Issues for the court to determine
The issues that the court was required to determine included:
- Was the payless notice valid?
- If it was valid, should the adjudication, nonetheless, be enforced?
- Whether Grove could commence a separate adjudication on the ‘true’ value of interim application 22?
- A secondary issue arose whereby the court was asked to determine whether notices in respect of liquidated and ascertained damages (LADs) had been properly issued by Grove.
- Yes – the pay less notice did comply. The basis upon which a sum stated as due in a payment and/or pay less notice can be by reference to documents served separately (i.e. in this case by reference to the spreadsheet attached to the invalid payment notice).
- No – the “only permissible consequence” of finding that Grove’s pay less notice was valid, was that the adjudicator’s decision should not be enforced.
- Yes – contrary to ISG, an employer can start another adjudication concerning the correct value of the sum due and should not be deemed to have accepted the valuation as a result of a failure to serve a payment or pay less notice. If an adjudicator finds that there has been an overvaluation, he can order repayment even if there is no express provision for repayment, such as where the interim payment regime under a JCT contract applies.
- The court rejected S&T’s argument that the deduction notice was invalid due to it having been sent a few seconds before the warning notice. The contract required separate notices to be sent and for them to be sent in the right order, however, there was no requirement regarding timing.
At first glance, the judgment could be interpreted as the end of smash and grab adjudications. A number of commentators appear to have reached this conclusion.
Coulson J states that he does not, “consider that the conclusions which I have reached strike at the heart of the adjudication system. On the contrary, I believe that it will strengthen the system because it will reduce the number of ‘smash and grab’ claims which, in my view, have brought adjudication into a certain disrepute.”

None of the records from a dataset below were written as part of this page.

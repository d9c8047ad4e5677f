//! Sable mid-level IR — the representation consumed by ownership inference.
//!
//! After parsing, name resolution, and typechecking, every function body is
//! lowered into a list of **blocks**, each holding an ordered run of
//! **instructions** with dense ids. Control flow is explicit: an
//! [`If`](InstrKind::If) names its branch blocks, a
//! [`BlockRef`](InstrKind::BlockRef) stands for the value a nested block
//! evaluates to.
//!
//! # Architecture
//!
//! - **[`Function`]** — name, parameters, and a [`Body`]
//! - **[`Body`]** — the block list, with by-id block and instruction lookup
//! - **[`Block`]** — an ordered run of [`Instr`]s
//! - **[`Instr`]** — one [`InstrKind`] tagged with its [`InstrId`]
//!
//! Instruction ids are dense small integers assigned in allocation order by
//! [`BodyBuilder`](crate::BodyBuilder); downstream analyses rely on that
//! density for deterministic iteration.

use crate::name::Name;

// ── ID newtypes ─────────────────────────────────────────────────────

/// Instruction id within one function body.
///
/// Ids are allocated sequentially starting from 0 and are unique across
/// all blocks of the body.
#[derive(Clone, Copy, Debug, PartialEq, Eq, Hash, PartialOrd, Ord)]
#[repr(transparent)]
pub struct InstrId(u32);

impl InstrId {
    /// Create a new instruction id from a raw index.
    #[inline]
    pub fn new(raw: u32) -> Self {
        Self(raw)
    }

    /// Get the raw `u32` value.
    #[inline]
    pub fn raw(self) -> u32 {
        self.0
    }

    /// Get the index as `usize` (for indexing into `Vec`s).
    #[inline]
    pub fn index(self) -> usize {
        self.0 as usize
    }
}

/// Block id within one function body.
#[derive(Clone, Copy, Debug, PartialEq, Eq, Hash, PartialOrd, Ord)]
#[repr(transparent)]
pub struct BlockId(u32);

impl BlockId {
    /// Create a new block id from a raw index.
    #[inline]
    pub fn new(raw: u32) -> Self {
        Self(raw)
    }

    /// Get the raw `u32` value.
    #[inline]
    pub fn raw(self) -> u32 {
        self.0
    }

    /// Get the index as `usize` (for indexing into `Vec`s).
    #[inline]
    pub fn index(self) -> usize {
        self.0 as usize
    }
}

// ── Instructions ────────────────────────────────────────────────────

/// A single mid-level IR instruction.
///
/// The set is closed: downstream analyses match exhaustively, so adding a
/// variant is a type-system-level forcing function for every consumer.
#[derive(Clone, Debug, PartialEq, Eq)]
pub enum InstrKind {
    /// Read of a named binding or formal parameter, with zero or more
    /// trailing field indices (`p.0.1` folds into one `ValueRef`).
    ///
    /// `arg` is `true` iff `name` denotes a formal parameter of the
    /// enclosing function; otherwise `bind_id` names the producing
    /// [`Bind`](InstrKind::Bind).
    ValueRef {
        name: Name,
        arg: bool,
        bind_id: Option<InstrId>,
        indices: Vec<u32>,
    },

    /// Bind the value of `rhs` to `name`.
    Bind { name: Name, rhs: InstrId },

    /// Project field `index` out of the value of `receiver`.
    MemberAccess { receiver: InstrId, index: u32 },

    /// Call a named function. `ctor` is `true` when the callee is a record
    /// or enum-variant constructor.
    NamedFunctionCall {
        name: Name,
        args: Vec<InstrId>,
        ctor: bool,
    },

    /// Call through a first-class function value.
    DynamicFunctionCall {
        callable: InstrId,
        args: Vec<InstrId>,
    },

    /// Two-armed conditional; the instruction's value is the value of the
    /// taken branch block.
    If {
        cond: InstrId,
        true_block: BlockId,
        false_block: BlockId,
    },

    /// The value of a nested block (its last real instruction).
    BlockRef { block: BlockId },

    /// Implicit type conversion; forwards the value of `arg` unchanged.
    Converter { arg: InstrId },

    BoolLiteral { value: bool },
    IntLiteral { value: i64 },
    StringLiteral { value: Name },

    /// Placeholder left behind by earlier rewrites.
    Nop,

    /// End-of-scope marker for `name`; carries no value.
    DropVar { name: Name },
}

impl InstrKind {
    /// Short name of the variant, for diagnostics and trace output.
    pub fn kind_name(&self) -> &'static str {
        match self {
            InstrKind::ValueRef { .. } => "ValueRef",
            InstrKind::Bind { .. } => "Bind",
            InstrKind::MemberAccess { .. } => "MemberAccess",
            InstrKind::NamedFunctionCall { .. } => "NamedFunctionCall",
            InstrKind::DynamicFunctionCall { .. } => "DynamicFunctionCall",
            InstrKind::If { .. } => "If",
            InstrKind::BlockRef { .. } => "BlockRef",
            InstrKind::Converter { .. } => "Converter",
            InstrKind::BoolLiteral { .. } => "BoolLiteral",
            InstrKind::IntLiteral { .. } => "IntLiteral",
            InstrKind::StringLiteral { .. } => "StringLiteral",
            InstrKind::Nop => "Nop",
            InstrKind::DropVar { .. } => "DropVar",
        }
    }

    /// `true` for instructions that carry a value. [`Nop`](InstrKind::Nop)
    /// and [`DropVar`](InstrKind::DropVar) are bookkeeping only: a block's
    /// value is its last *real* instruction.
    pub fn is_real(&self) -> bool {
        !matches!(self, InstrKind::Nop | InstrKind::DropVar { .. })
    }
}

/// An instruction tagged with its id.
#[derive(Clone, Debug, PartialEq, Eq)]
pub struct Instr {
    pub id: InstrId,
    pub kind: InstrKind,
}

// ── Blocks and bodies ───────────────────────────────────────────────

/// An ordered run of instructions.
#[derive(Clone, Debug, PartialEq, Eq)]
pub struct Block {
    pub id: BlockId,
    pub instructions: Vec<Instr>,
}

impl Block {
    /// The last instruction of the block, including bookkeeping ones.
    pub fn last(&self) -> Option<&Instr> {
        self.instructions.last()
    }

    /// The last value-carrying instruction of the block — the block's value.
    /// Skips trailing [`Nop`](InstrKind::Nop)s and drops.
    pub fn last_real(&self) -> Option<&Instr> {
        self.instructions.iter().rev().find(|i| i.kind.is_real())
    }
}

/// A function body: the block list, entry block first.
#[derive(Clone, Debug, PartialEq, Eq)]
pub struct Body {
    pub blocks: Vec<Block>,
}

impl Body {
    /// The entry block (the first block), if the body has one.
    pub fn entry(&self) -> Option<&Block> {
        self.blocks.first()
    }

    /// Look up a block by id.
    pub fn block(&self, id: BlockId) -> Option<&Block> {
        self.blocks.iter().find(|b| b.id == id)
    }

    /// Look up an instruction by id, searching all blocks.
    pub fn instruction(&self, id: InstrId) -> Option<&Instr> {
        self.blocks
            .iter()
            .flat_map(|b| b.instructions.iter())
            .find(|i| i.id == id)
    }

    /// Iterate all instructions in block order.
    pub fn instructions(&self) -> impl Iterator<Item = &Instr> {
        self.blocks.iter().flat_map(|b| b.instructions.iter())
    }
}

// ── Functions and programs ──────────────────────────────────────────

/// A formal parameter.
#[derive(Clone, Copy, Debug, PartialEq, Eq)]
pub struct Param {
    pub name: Name,
}

/// A typechecked function with a lowered body.
#[derive(Clone, Debug, PartialEq, Eq)]
pub struct Function {
    pub name: Name,
    pub params: Vec<Param>,
    pub body: Body,
}

/// A whole program, functions in declaration order.
///
/// The order is load-bearing: analyses iterate it to produce deterministic
/// per-function results.
#[derive(Clone, Debug, Default, PartialEq, Eq)]
pub struct Program {
    pub functions: Vec<Function>,
}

It remains to be seen whether this will be the case. Whilst this judgment has offered clarity and provides some comfort to payers under construction contracts that a failure to serve a valid pay less notice is not necessarily as disastrous as it may have been previously, payees may continue to see the merit in attempting to obtain payment in the absence of a valid notice and then use any decision in their favour as a means by which to negotiate with the payer.
Further, if Grove is followed, an employer will not be able to commence its own adjudication until it has paid the “sum stated as due” under the smash and grab adjudication. This could mean that ‘smash and grab’ adjudications remain popular for cash flow purposes.
Irrespective, this case has significantly departed from the position under ISG which Coulson J confirmed to be “erroneous and/or incomplete” and should therefore be viewed positively by payers.
However, there remains uncertainty arising out of the above, if a payer loses a smash and grab adjudication but has a valid jurisdictional point to run to resist enforcement, are they entitled to run the valuation adjudication before the courts have dealt with the enforcement proceedings. Preventing the payer from commencing an adjudication would fetter the right to refer a dispute to adjudication however the commencement of a valuation adjudication would appear to breach Mr Coulson’s judgment.